The Ensign Group Inc., a skilled nursing provider based in Mission Viejo, Calif., has agreed to pay $48 million to resolve allegations that it knowingly submitted to Medicare false claims for medically unnecessary rehabilitation therapy services, the Justice Department announced today.

Six of Ensign’s skilled nursing facilities in California allegedly submitted the false claims: Atlantic Memorial Healthcare Center, located in Long Beach; Panorama Gardens, located in Panorama City; The Orchard Post-Acute Care (a.k.a. Royal Court), located in Whittier; Sea Cliff Healthcare Center, located in Huntington Beach; Southland, located in Norwalk; and Victoria Care Center, located in Ventura.

“Skilled nursing facilities that place their own financial interests above the needs of their patients will be held accountable,” said Assistant Attorney General for the Justice Department’s Civil Division Stuart F. Delery. “We will continue to advocate for the appropriate use of Medicare funds and the proper care of our senior citizens.”

Between January 1, 1999, and August 31, 2011, these six Ensign skilled nursing facilities allegedly submitted false claims to the government for physical, occupational and speech therapy services provided to Medicare beneficiaries that were not medically necessary. Specifically, Ensign provided therapy to patients whose conditions and diagnoses did not warrant it, solely to increase its reimbursement from Medicare.
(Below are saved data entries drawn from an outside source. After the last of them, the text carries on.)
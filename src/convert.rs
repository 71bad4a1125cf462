// Copyright 2024 Viktor Reusch
//
// This file is part of shealth_gpx.
//
// shealth_gpx is free software: you can redistribute it and/or modify it
// under the terms of the GNU Affero General Public License as published by the
// Free Software Foundation, either version 3 of the License, or (at your
// option) any later version.
//
// shealth_gpx is distributed in the hope that it will be useful, but
// WITHOUT ANY WARRANTY; without even the implied warranty of MERCHANTABILITY or
// FITNESS FOR A PARTICULAR PURPOSE. See the GNU Affero General Public License
// for more details.
//
// You should have received a copy of the GNU Affero General Public License
// along with shealth_gpx. If not, see <https://www.gnu.org/licenses/>.

//! Conversion of one activity from its source files to a GPX document.

use std::fs::{self, File};
use std::io::{self, BufReader};
use std::path::{Path, PathBuf};

use tracing::debug;

use crate::error::Error;
use crate::merge::merge;
use crate::render::write_gpx;
use crate::sample::{decode_samples, Sample, SourceKind, ZeroValues};

/// Tracks with fewer merged records are rejected as noise.
pub const MIN_RECORDS: usize = 100;
/// File extension of written documents.
pub const OUTPUT_EXTENSION: &str = "gpx";

/// Result of converting one activity.
#[derive(Debug, Clone, Copy, PartialEq, Eq)]
pub enum Outcome {
    /// A document with `points` trackpoints was written.
    Converted { points: usize },
    /// The merged track has only `records` records.
    TooSmall { records: usize },
    /// No location data is available.
    Invalid,
}

/// Conversion settings.
#[derive(Debug, Clone, Copy, PartialEq, Eq)]
pub struct Options {
    /// Minimum number of merged records for a track to be converted.
    pub min_records: usize,
    pub zero_values: ZeroValues,
}

impl Default for Options {
    fn default() -> Self {
        Self {
            min_records: MIN_RECORDS,
            zero_values: ZeroValues::default(),
        }
    }
}

/// A decoded source file.
#[derive(Debug, Clone, PartialEq)]
pub struct SourceFile {
    pub kind: SourceKind,
    pub samples: Vec<Sample>,
}

impl SourceFile {
    /// Decode an in-memory JSON document.
    pub fn from_json(kind: SourceKind, json: &[u8]) -> Result<Self, Error> {
        Ok(Self {
            kind,
            samples: serde_json::from_slice(json)?,
        })
    }
}

/// A source file on disk, not yet decoded.
#[derive(Debug, Clone, PartialEq, Eq)]
pub struct SourceDescriptor {
    pub kind: SourceKind,
    pub path: PathBuf,
}

impl SourceDescriptor {
    /// Read and decode the file.
    pub fn load(&self) -> Result<SourceFile, Error> {
        let file = File::open(&self.path).map_err(|source| Error::Read {
            path: self.path.clone(),
            source,
        })?;
        let samples = decode_samples(BufReader::new(file)).map_err(|source| {
            // serde_json reports I/O failures through its own error type.
            if source.is_io() {
                Error::Read {
                    path: self.path.clone(),
                    source: io::Error::from(source),
                }
            } else {
                Error::Parse {
                    path: self.path.clone(),
                    source,
                }
            }
        })?;

        Ok(SourceFile {
            kind: self.kind,
            samples,
        })
    }
}

/// One recorded exercise and all of its known source files.
#[derive(Debug, Clone, PartialEq, Eq)]
pub struct Activity {
    /// Unique identifier of the recording session.
    pub id: String,
    pub files: Vec<SourceDescriptor>,
}

/// Check whether any of `kinds` provides positions.
fn has_location(mut kinds: impl Iterator<Item = SourceKind>) -> bool {
    kinds.any(|kind| kind == SourceKind::LocationData)
}

/// Convert decoded `sources` and write the GPX document to `sink`.
///
/// Nothing is written to `sink` unless the outcome is
/// [`Outcome::Converted`]. Sources are merged in the given order, so later
/// sources win on conflicting fields.
///
/// # Example
/// ```
/// # use shealth_gpx::{convert_sources, Options, Outcome, Sample, SourceFile, SourceKind};
/// #
/// let samples = (1..=150)
///     .map(|i| Sample {
///         start_time: Some(i * 1000),
///         latitude: Some(Some(48.858222)),
///         longitude: Some(Some(2.2945)),
///         ..Default::default()
///     })
///     .collect();
/// let sources = [SourceFile { kind: SourceKind::LocationData, samples }];
/// let mut sink = vec![];
///
/// let outcome = convert_sources(&sources, &Options::default(), &mut sink)
///     .expect("conversion failed");
///
/// assert_eq!(outcome, Outcome::Converted { points: 150 });
/// assert!(String::from_utf8(sink).unwrap().contains("<trkseg>"));
/// ```
pub fn convert_sources(
    sources: &[SourceFile],
    options: &Options,
    sink: impl io::Write,
) -> Result<Outcome, Error> {
    if !has_location(sources.iter().map(|source| source.kind)) {
        return Ok(Outcome::Invalid);
    }

    let samples: Vec<&[Sample]> = sources.iter().map(|s| s.samples.as_slice()).collect();
    let track = merge(&samples);
    if track.len() < options.min_records {
        return Ok(Outcome::TooSmall {
            records: track.len(),
        });
    }

    let points = write_gpx(&track, options.zero_values, sink)?;
    Ok(Outcome::Converted { points })
}

/// Converts activities from disk into GPX files inside an output directory.
#[derive(Debug, Clone)]
pub struct Converter {
    output_dir: PathBuf,
    options: Options,
}

impl Converter {
    pub fn new(output_dir: impl Into<PathBuf>, options: Options) -> Self {
        Self {
            output_dir: output_dir.into(),
            options,
        }
    }

    pub fn output_dir(&self) -> &Path {
        &self.output_dir
    }

    pub fn options(&self) -> &Options {
        &self.options
    }

    /// Path of the document written for `activity_id`.
    pub fn output_path(&self, activity_id: &str) -> PathBuf {
        self.output_dir.join(format!("{activity_id}.{OUTPUT_EXTENSION}"))
    }

    /// Convert `activity` and store the document on success.
    ///
    /// Source files are only read if location data is among them. The
    /// document is assembled in memory first, so a failed or rejected
    /// conversion never leaves a file behind. The output directory is created
    /// when needed.
    pub fn convert(&self, activity: &Activity) -> Result<Outcome, Error> {
        if !has_location(activity.files.iter().map(|file| file.kind)) {
            return Ok(Outcome::Invalid);
        }

        let sources = activity
            .files
            .iter()
            .map(SourceDescriptor::load)
            .collect::<Result<Vec<_>, _>>()?;

        let mut document = vec![];
        let outcome = convert_sources(&sources, &self.options, &mut document)?;
        drop(sources);

        if let Outcome::Converted { .. } = outcome {
            fs::create_dir_all(&self.output_dir).map_err(|source| Error::Write {
                path: self.output_dir.clone(),
                source,
            })?;
            let path = self.output_path(&activity.id);
            debug!("Writing {}", path.display());
            fs::write(&path, document).map_err(|source| Error::Write { path, source })?;
        }

        Ok(outcome)
    }
}

#[cfg(test)]
mod tests {
    use super::*;

    fn location(count: i64) -> SourceFile {
        SourceFile {
            kind: SourceKind::LocationData,
            samples: (1..=count)
                .map(|i| Sample {
                    start_time: Some(i * 1000),
                    latitude: Some(Some(37.0 + i as f64 * 1e-4)),
                    longitude: Some(Some(-122.0)),
                    ..Default::default()
                })
                .collect(),
        }
    }

    fn live(count: i64) -> SourceFile {
        SourceFile {
            kind: SourceKind::LiveData,
            samples: (1..=count)
                .map(|i| Sample {
                    start_time: Some(i * 1000),
                    heart_rate: Some(Some(120.0)),
                    ..Default::default()
                })
                .collect(),
        }
    }

    fn convert(sources: &[SourceFile]) -> (Outcome, Vec<u8>) {
        let mut sink = vec![];
        let outcome = convert_sources(sources, &Options::default(), &mut sink).unwrap();
        (outcome, sink)
    }

    #[test]
    fn location_and_live_data_are_combined() {
        let (outcome, sink) = convert(&[location(150), live(150)]);

        assert_eq!(outcome, Outcome::Converted { points: 150 });
        let gpx = String::from_utf8(sink).unwrap();
        assert_eq!(gpx.matches("<trkpt ").count(), 150);
        assert_eq!(gpx.matches("<gpxtpx:hr>120</gpxtpx:hr>").count(), 150);
    }

    #[test]
    fn short_tracks_are_too_small() {
        let (outcome, sink) = convert(&[location(50)]);
        assert_eq!(outcome, Outcome::TooSmall { records: 50 });
        assert!(sink.is_empty());
    }

    #[test]
    fn live_records_count_towards_size() {
        // 50 positions plus 60 heart rate samples at other times.
        let mut heart = live(110);
        heart.samples.drain(..50);
        let (outcome, _) = convert(&[location(50), heart]);
        assert_eq!(outcome, Outcome::Converted { points: 50 });
    }

    #[test]
    fn missing_location_is_invalid() {
        assert_eq!(convert(&[live(500)]).0, Outcome::Invalid);
        assert_eq!(convert(&[live(500), live(500)]).0, Outcome::Invalid);
        assert_eq!(convert(&[]).0, Outcome::Invalid);
    }

    #[test]
    fn custom_minimum() {
        let options = Options {
            min_records: 10,
            ..Default::default()
        };
        let outcome = convert_sources(&[location(10)], &options, io::sink()).unwrap();
        assert_eq!(outcome, Outcome::Converted { points: 10 });
    }

    #[test]
    fn in_memory_documents() {
        let source = SourceFile::from_json(
            SourceKind::LocationData,
            br#"[{"start_time": 1000, "latitude": 1.5, "longitude": 2.5}]"#,
        )
        .unwrap();
        assert_eq!(source.samples.len(), 1);

        assert!(matches!(
            SourceFile::from_json(SourceKind::LiveData, b"nope"),
            Err(Error::Json(_))
        ));
    }

    #[test]
    fn invalid_activities_are_not_read() {
        let dir = tempfile::tempdir().unwrap();
        let converter = Converter::new(dir.path().join("out"), Options::default());
        let activity = Activity {
            id: "abc".to_string(),
            files: vec![SourceDescriptor {
                kind: SourceKind::LiveData,
                path: dir.path().join("does-not-exist.json"),
            }],
        };

        assert_eq!(converter.convert(&activity).unwrap(), Outcome::Invalid);
        assert!(!converter.output_dir().exists());
    }

    #[test]
    fn unreadable_sources_fail() {
        let dir = tempfile::tempdir().unwrap();
        let broken = dir.path().join("broken.json");
        fs::write(&broken, "[{]").unwrap();
        let converter = Converter::new(dir.path().join("out"), Options::default());

        let missing = Activity {
            id: "missing".to_string(),
            files: vec![SourceDescriptor {
                kind: SourceKind::LocationData,
                path: dir.path().join("does-not-exist.json"),
            }],
        };
        assert!(matches!(converter.convert(&missing), Err(Error::Read { .. })));

        let malformed = Activity {
            id: "malformed".to_string(),
            files: vec![SourceDescriptor {
                kind: SourceKind::LocationData,
                path: broken,
            }],
        };
        assert!(matches!(converter.convert(&malformed), Err(Error::Parse { .. })));
        assert!(!converter.output_path("malformed").exists());
    }

    #[test]
    fn output_is_named_after_activity() {
        let converter = Converter::new("output", Options::default());
        assert_eq!(
            converter.output_path("f00-ba4"),
            Path::new("output").join("f00-ba4.gpx")
        );
    }
}
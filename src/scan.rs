// Copyright 2024 Viktor Reusch
//
// This file is part of shealth_gpx.
//
// shealth_gpx is free software: you can redistribute it and/or modify it
// under the terms of the GNU Affero General Public License as published by the
// Free Software Foundation, either version 3 of the License, or (at your
// option) any later version.
//
// shealth_gpx is distributed in the hope that it will be useful, but
// WITHOUT ANY WARRANTY; without even the implied warranty of MERCHANTABILITY or
// FITNESS FOR A PARTICULAR PURPOSE. See the GNU Affero General Public License
// for more details.
//
// You should have received a copy of the GNU Affero General Public License
// along with shealth_gpx. If not, see <https://www.gnu.org/licenses/>.

//! Discovery of exercise files inside an unpacked Samsung Health export.

use std::path::{Path, PathBuf};

use indexmap::IndexMap;
use once_cell::sync::Lazy;
use regex::Regex;
use tracing::{debug, warn};
use walkdir::WalkDir;

use crate::convert::{Activity, SourceDescriptor};
use crate::error::Error;
use crate::sample::SourceKind;

/// Location of the exercise files relative to the export root.
pub const EXERCISE_DIR: &str = "jsons/com.samsung.shealth.exercise";
/// Marks the end of the activity identifier in a file name.
const ID_SEPARATOR: &str = ".com.samsung";
/// An activity is dispatched as soon as this many files are known.
const COMPLETE_FILES: usize = 2;

static EXERCISE_FILE: Lazy<Regex> = Lazy::new(|| {
    Regex::new(r"\.com\.samsung\.health\.exercise\.(live_data|location_data)\.json$")
        .expect("exercise file pattern is valid")
});

/// Resolve the exercise directory of the export at `export_root`.
pub fn exercise_dir(export_root: &Path) -> Result<PathBuf, Error> {
    if !export_root.is_dir() {
        return Err(Error::NotADirectory(export_root.to_path_buf()));
    }
    let dir = export_root.join(EXERCISE_DIR);
    if !dir.is_dir() {
        return Err(Error::MissingExport(dir));
    }
    Ok(dir)
}

/// Split an exercise `file_name` into activity identifier and kind.
///
/// ```
/// # use shealth_gpx::{scan::classify, SourceKind};
/// #
/// assert_eq!(
///     classify("0d3e.com.samsung.health.exercise.live_data.json"),
///     Some(("0d3e", SourceKind::LiveData))
/// );
/// assert_eq!(classify("0d3e.com.samsung.health.exercise.json"), None);
/// ```
pub fn classify(file_name: &str) -> Option<(&str, SourceKind)> {
    let captures = EXERCISE_FILE.captures(file_name)?;
    let kind = SourceKind::from_tag(captures.get(1)?.as_str())?;
    let end = file_name.find(ID_SEPARATOR)?;
    Some((&file_name[..end], kind))
}

/// Walk `dir` recursively and yield every exercise file, in file name order.
///
/// Entries which cannot be read are logged and skipped.
pub fn exercise_files(dir: &Path) -> impl Iterator<Item = (String, SourceDescriptor)> {
    WalkDir::new(dir)
        .sort_by_file_name()
        .into_iter()
        .filter_map(|entry| match entry {
            Ok(entry) => Some(entry),
            Err(err) => {
                warn!("Error accessing entry: {}", err);
                None
            }
        })
        .filter(|entry| entry.file_type().is_file())
        .filter_map(|entry| {
            let (id, kind) = classify(entry.file_name().to_str()?)?;
            debug!("Found {} for {}", kind, id);
            Some((
                id.to_string(),
                SourceDescriptor {
                    kind,
                    path: entry.path().to_path_buf(),
                },
            ))
        })
}

/// Activities whose source files are still being collected.
///
/// Activities are kept in the order they were first seen.
#[derive(Debug, Default)]
pub struct Registry {
    pending: IndexMap<String, Vec<SourceDescriptor>>,
}

impl Registry {
    /// Add a source file of activity `id`.
    ///
    /// Once the activity has all of its files, it is removed from the
    /// registry and returned.
    pub fn register(&mut self, id: &str, file: SourceDescriptor) -> Option<Activity> {
        let files = self.pending.entry(id.to_string()).or_default();
        files.push(file);
        if files.len() < COMPLETE_FILES {
            return None;
        }

        let files = self.pending.shift_remove(id)?;
        Some(Activity {
            id: id.to_string(),
            files,
        })
    }

    pub fn len(&self) -> usize {
        self.pending.len()
    }

    pub fn is_empty(&self) -> bool {
        self.pending.is_empty()
    }

    /// Remaining incomplete activities.
    pub fn into_activities(self) -> impl Iterator<Item = Activity> {
        self.pending
            .into_iter()
            .map(|(id, files)| Activity { id, files })
    }
}
// Copyright 2024 Viktor Reusch
//
// This file is part of shealth_gpx.
//
// shealth_gpx is free software: you can redistribute it and/or modify it
// under the terms of the GNU Affero General Public License as published by the
// Free Software Foundation, either version 3 of the License, or (at your
// option) any later version.
//
// shealth_gpx is distributed in the hope that it will be useful, but
// WITHOUT ANY WARRANTY; without even the implied warranty of MERCHANTABILITY or
// FITNESS FOR A PARTICULAR PURPOSE. See the GNU Affero General Public License
// for more details.
//
// You should have received a copy of the GNU Affero General Public License
// along with shealth_gpx. If not, see <https://www.gnu.org/licenses/>.

//! This is a WASM wrapper for `shealth_gpx`.

use shealth_gpx::{convert_sources, Options, Outcome, SourceFile, SourceKind};
use wasm_bindgen::{prelude::wasm_bindgen, JsError};

/// Convert the exported JSON documents of one exercise to GPX.
///
/// `location` is the `location_data` document, `live` the optional
/// `live_data` document. Exercises which are too short are reported as an
/// error.
#[wasm_bindgen]
pub fn convert(location: &[u8], live: Option<Vec<u8>>) -> Result<Box<[u8]>, JsError> {
    #[cfg(feature = "console_error_panic_hook")]
    console_error_panic_hook::set_once();

    let mut sources = vec![SourceFile::from_json(SourceKind::LocationData, location)?];
    if let Some(live) = live {
        sources.push(SourceFile::from_json(SourceKind::LiveData, &live)?);
    }

    let mut sink = vec![];
    match convert_sources(&sources, &Options::default(), &mut sink)? {
        Outcome::Converted { .. } => Ok(sink.into_boxed_slice()),
        Outcome::TooSmall { records } => Err(JsError::new(&format!(
            "exercise is too short: {records} records"
        ))),
        Outcome::Invalid => Err(JsError::new("missing location data")),
    }
}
The government further alleged that Ensign created a corporate culture that improperly incentivized therapists and others to increase the amount of therapy provided to patients to meet planned targets for Medicare revenue. These targets were set without regard to patients’ individual therapy needs and could only be achieved by billing at the highest reimbursement levels.

In addition to paying the settlement amount, Ensign also agreed that each of its skilled nursing facilities across the nation would be bound by the terms of a Corporate Integrity Agreement with the Department of Health and Human Services Office of Inspector General (HHS-OIG).

“Billing Medicare for costly, unnecessary skilled nursing services — as the government alleged here — inflates health care costs borne by taxpayers,” said Special Agent in Charge for the Los Angeles Region of the HHS-OIG Glenn R. Ferry. “This settlement again puts on notice those who would consider defrauding federally funded health care programs.”

This civil settlement illustrates the government’s emphasis on combating health care fraud and marks another achievement for the Health Care Fraud Prevention and Enforcement Action Team (HEAT) initiative, which was announced in May 2009 by Attorney General Eric Holder and Health and Human Services Secretary Kathleen Sebelius.

The partnership between the two departments has focused efforts to reduce and prevent Medicare and Medicaid financial fraud through enhanced cooperation. One of the most powerful tools in this effort is the False Claims Act. Since January 2009, the Justice Department has recovered more than $23 billion through False Claims Act cases, with more than $14 billion of that amount recovered in cases involving Medicare and Medicaid fraud.